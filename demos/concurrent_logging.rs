//! Concurrent logging example
//!
//! Demonstrates many threads sharing one logger. Every line comes out whole
//! and each thread's lines keep their order.
//!
//! Run with: cargo run --example concurrent_logging

use llog::kv;
use llog::prelude::*;
use std::sync::Arc;
use std::thread;
use std::time::Instant;

fn main() -> Result<()> {
    println!("=== llog - Concurrent Logging Example ===\n");

    let logger = Arc::new(
        Logger::builder()
            .min_level(LogLevel::Info)
            .queue_capacity(256)
            .build(),
    );

    let start = Instant::now();
    let handles: Vec<_> = (0..4)
        .map(|worker| {
            let logger = Arc::clone(&logger);
            thread::spawn(move || {
                let context = kv!("worker" => worker);
                for job in 0..5 {
                    logger.info("Job finished", &[context.clone(), kv!("job" => job)]);
                }
                logger.debug("Worker idle (hidden)", &[context]);
            })
        })
        .collect();

    for handle in handles {
        let _ = handle.join();
    }
    logger.flush()?;

    println!(
        "\n{} entries written in {:?}",
        logger.metrics().entries_written(),
        start.elapsed()
    );
    println!("\n=== Example completed successfully! ===");

    Ok(())
}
·····
Among the lines of the material above, find those with the word "handles". Copy each one.

=== Response to this task ===
    let handles: Vec<_> = (0..4)
    for handle in handles {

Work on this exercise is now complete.